The exclamation was meant to wind her up, trust her brother to be her brother.
“I didn’t shoot him.” And she wouldn’t tell her cop brother what happened to the real shooters. “He’s doing okay, I patched him up, but I want him to see the doc. Are you at the mansion?”
“You’d be okay with that? With me being there?”
“Lach, I don’t even know where to begin,” she said, breathing out. One battle at a time. “You’re safe?”
“I’m safe. Get to the mansion before Ire finds out his guys are hiding your disappearance from him.”
Did it count as hiding anything? If Conn was still caught up with whatever was happening at Stag, no one would interrupt his line of concentration. It wasn’t hidden news, just deferred until it was relevant. Which it never would be because she wasn’t missing.

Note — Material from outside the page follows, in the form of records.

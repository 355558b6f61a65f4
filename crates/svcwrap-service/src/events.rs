//! Named lifecycle event hooks.
//!
//! Exactly one callback is retained per event; unset entries default to a
//! no-op. Hooks are fixed at construction time and never rebound.

use std::fmt;

use tracing::debug;

/// A zero-argument lifecycle callback.
pub type Hook = Box<dyn Fn() + Send + Sync>;

/// Lifecycle events a service emits.
#[derive(Debug, Clone, Copy, PartialEq, Eq)]
pub enum ServiceEvent {
    Ready,
    Start,
    Stop,
    Restart,
}

impl ServiceEvent {
    pub fn as_str(&self) -> &'static str {
        match self {
            ServiceEvent::Ready => "ready",
            ServiceEvent::Start => "start",
            ServiceEvent::Stop => "stop",
            ServiceEvent::Restart => "restart",
        }
    }
}

/// Callback table for the four lifecycle events.
#[derive(Default)]
pub struct EventHooks {
    pub(crate) on_ready: Option<Hook>,
    pub(crate) on_start: Option<Hook>,
    pub(crate) on_stop: Option<Hook>,
    pub(crate) on_restart: Option<Hook>,
}

impl EventHooks {
    /// Invoke the hook registered for `event`, if any.
    pub(crate) fn fire(&self, event: ServiceEvent, service: &str) {
        debug!(service, event = event.as_str(), "lifecycle event");
        let hook = match event {
            ServiceEvent::Ready => &self.on_ready,
            ServiceEvent::Start => &self.on_start,
            ServiceEvent::Stop => &self.on_stop,
            ServiceEvent::Restart => &self.on_restart,
        };
        if let Some(hook) = hook {
            hook();
        }
    }
}

impl fmt::Debug for EventHooks {
    fn fmt(&self, f: &mut fmt::Formatter<'_>) -> fmt::Result {
        f.debug_struct("EventHooks")
            .field("on_ready", &self.on_ready.is_some())
            .field("on_start", &self.on_start.is_some())
            .field("on_stop", &self.on_stop.is_some())
            .field("on_restart", &self.on_restart.is_some())
            .finish()
    }
}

“Did the Byrnes show at the mansion? Is it safe?”
“It was when I put Dad there. Don’t know now, I’m on the road.”
“On the road? I thought you were safe? Where’s Dad?”
“At the mansion, locked up tight, where I left him.” And her questions about that situation would have to wait for another time. “I’m on my way back there.”
“You were at the mansion and left? Where did you go?”
“Back to Stag.”
“Why?” To help or make some arrests? “Niall asked me to track you down. Easier than I thought.” She smiled. “Meet me at the mansion.”
“But what if—”
“If there was a problem at the mansion, Niall would’ve told me to avoid it. Instead he told me to get you there, to Ire’s suite. I’m guessing you know where that is. Can Strat drive?”
“I can drive.”
Except maybe she shouldn’t with their current vehicular situation.
“Put him on.”
And in her melee of madness, she handed the phone to her friend.
“Yeah,” Strat said, frowning for a beat before laughing. “Yeah, you got that right… I’ll take care of it.” He hung up. “Get your shit, we’re going.”